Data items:
****************
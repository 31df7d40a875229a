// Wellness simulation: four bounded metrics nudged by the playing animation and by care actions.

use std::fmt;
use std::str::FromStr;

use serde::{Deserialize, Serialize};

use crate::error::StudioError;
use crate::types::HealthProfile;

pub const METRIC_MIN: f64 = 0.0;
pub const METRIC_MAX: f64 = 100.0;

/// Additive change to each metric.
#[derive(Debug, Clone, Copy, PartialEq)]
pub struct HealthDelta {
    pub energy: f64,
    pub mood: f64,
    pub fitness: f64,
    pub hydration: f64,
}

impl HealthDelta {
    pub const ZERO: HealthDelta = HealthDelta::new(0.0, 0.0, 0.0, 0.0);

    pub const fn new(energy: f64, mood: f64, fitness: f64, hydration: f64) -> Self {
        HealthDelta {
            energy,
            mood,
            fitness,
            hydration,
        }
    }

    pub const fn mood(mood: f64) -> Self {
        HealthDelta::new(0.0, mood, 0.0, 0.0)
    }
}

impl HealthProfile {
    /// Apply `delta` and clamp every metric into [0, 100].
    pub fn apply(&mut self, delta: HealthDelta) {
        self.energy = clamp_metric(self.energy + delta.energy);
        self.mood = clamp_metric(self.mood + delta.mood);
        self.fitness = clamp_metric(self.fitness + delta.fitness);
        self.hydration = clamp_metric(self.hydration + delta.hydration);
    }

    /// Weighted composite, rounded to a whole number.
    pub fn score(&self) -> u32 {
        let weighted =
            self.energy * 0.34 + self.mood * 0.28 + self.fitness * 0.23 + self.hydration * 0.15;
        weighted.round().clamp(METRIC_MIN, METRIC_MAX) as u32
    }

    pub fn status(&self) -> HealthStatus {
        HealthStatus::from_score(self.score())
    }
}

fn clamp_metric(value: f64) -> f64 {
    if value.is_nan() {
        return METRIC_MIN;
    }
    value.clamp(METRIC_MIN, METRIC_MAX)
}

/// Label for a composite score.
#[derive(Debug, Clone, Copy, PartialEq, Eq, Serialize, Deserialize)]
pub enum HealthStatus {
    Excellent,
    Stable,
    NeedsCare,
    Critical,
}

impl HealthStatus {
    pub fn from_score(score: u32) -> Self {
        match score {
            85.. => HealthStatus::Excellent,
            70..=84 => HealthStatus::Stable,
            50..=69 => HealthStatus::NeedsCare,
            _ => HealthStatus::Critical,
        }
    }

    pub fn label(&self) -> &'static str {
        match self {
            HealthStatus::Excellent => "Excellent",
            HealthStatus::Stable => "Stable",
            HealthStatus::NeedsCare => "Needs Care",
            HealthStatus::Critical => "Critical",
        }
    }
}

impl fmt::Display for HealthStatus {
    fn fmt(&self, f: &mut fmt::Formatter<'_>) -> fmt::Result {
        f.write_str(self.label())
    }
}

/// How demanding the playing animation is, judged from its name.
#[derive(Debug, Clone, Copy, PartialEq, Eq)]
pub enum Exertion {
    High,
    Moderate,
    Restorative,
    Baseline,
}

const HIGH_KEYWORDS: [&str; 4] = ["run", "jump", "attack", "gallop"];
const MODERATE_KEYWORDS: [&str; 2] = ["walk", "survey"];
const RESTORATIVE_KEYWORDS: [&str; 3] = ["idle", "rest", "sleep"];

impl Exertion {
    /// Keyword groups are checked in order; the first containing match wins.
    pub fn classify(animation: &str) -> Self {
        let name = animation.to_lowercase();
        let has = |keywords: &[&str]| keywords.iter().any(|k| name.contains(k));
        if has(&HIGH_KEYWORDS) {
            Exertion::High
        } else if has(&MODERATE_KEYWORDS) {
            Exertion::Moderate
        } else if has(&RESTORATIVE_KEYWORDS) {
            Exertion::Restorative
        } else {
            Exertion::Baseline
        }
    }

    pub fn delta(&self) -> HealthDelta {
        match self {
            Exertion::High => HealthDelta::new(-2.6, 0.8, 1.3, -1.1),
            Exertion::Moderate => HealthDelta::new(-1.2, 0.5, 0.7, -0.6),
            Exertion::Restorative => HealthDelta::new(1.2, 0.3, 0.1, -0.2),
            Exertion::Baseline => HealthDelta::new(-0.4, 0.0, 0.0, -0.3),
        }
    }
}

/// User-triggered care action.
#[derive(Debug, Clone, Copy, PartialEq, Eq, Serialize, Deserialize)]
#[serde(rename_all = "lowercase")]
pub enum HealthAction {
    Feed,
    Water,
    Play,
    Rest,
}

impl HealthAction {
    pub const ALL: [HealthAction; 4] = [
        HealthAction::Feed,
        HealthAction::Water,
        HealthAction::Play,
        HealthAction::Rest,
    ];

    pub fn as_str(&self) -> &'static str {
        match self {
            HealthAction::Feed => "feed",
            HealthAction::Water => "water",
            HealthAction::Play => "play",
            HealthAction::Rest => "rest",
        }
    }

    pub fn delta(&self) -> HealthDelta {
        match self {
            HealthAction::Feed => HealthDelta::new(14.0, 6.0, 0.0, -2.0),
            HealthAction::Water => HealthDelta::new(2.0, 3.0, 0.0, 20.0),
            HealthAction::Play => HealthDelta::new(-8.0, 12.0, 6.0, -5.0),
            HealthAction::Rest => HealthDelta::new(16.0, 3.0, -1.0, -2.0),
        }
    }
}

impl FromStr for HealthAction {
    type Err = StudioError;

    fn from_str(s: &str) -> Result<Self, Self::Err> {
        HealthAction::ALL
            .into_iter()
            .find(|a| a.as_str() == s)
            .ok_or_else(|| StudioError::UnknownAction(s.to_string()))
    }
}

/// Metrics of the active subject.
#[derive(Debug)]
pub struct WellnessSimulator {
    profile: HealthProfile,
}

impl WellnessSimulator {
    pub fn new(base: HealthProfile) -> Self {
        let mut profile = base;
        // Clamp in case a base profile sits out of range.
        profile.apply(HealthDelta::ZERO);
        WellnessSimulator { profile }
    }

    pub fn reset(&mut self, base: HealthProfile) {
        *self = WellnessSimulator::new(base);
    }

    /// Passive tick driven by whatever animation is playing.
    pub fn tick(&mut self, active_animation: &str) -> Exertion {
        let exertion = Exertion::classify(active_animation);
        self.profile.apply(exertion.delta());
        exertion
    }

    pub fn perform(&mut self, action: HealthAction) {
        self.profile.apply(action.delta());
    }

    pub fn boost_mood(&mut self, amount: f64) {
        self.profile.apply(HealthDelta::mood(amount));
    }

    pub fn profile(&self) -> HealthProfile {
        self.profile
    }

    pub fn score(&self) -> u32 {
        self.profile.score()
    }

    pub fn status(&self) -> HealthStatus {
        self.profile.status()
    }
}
****************
How to complete this task. Write out only the lines from the very start of the entries above to the line that includes "pub const METRIC_MAX: f64 = 100.0;", both ends included, each one unchanged.

Solution to the problem.
repository 31df7d40a875229a
// Wellness simulation: four bounded metrics nudged by the playing animation and by care actions.

use std::fmt;
use std::str::FromStr;

use serde::{Deserialize, Serialize};

use crate::error::StudioError;
use crate::types::HealthProfile;

pub const METRIC_MIN: f64 = 0.0;
pub const METRIC_MAX: f64 = 100.0;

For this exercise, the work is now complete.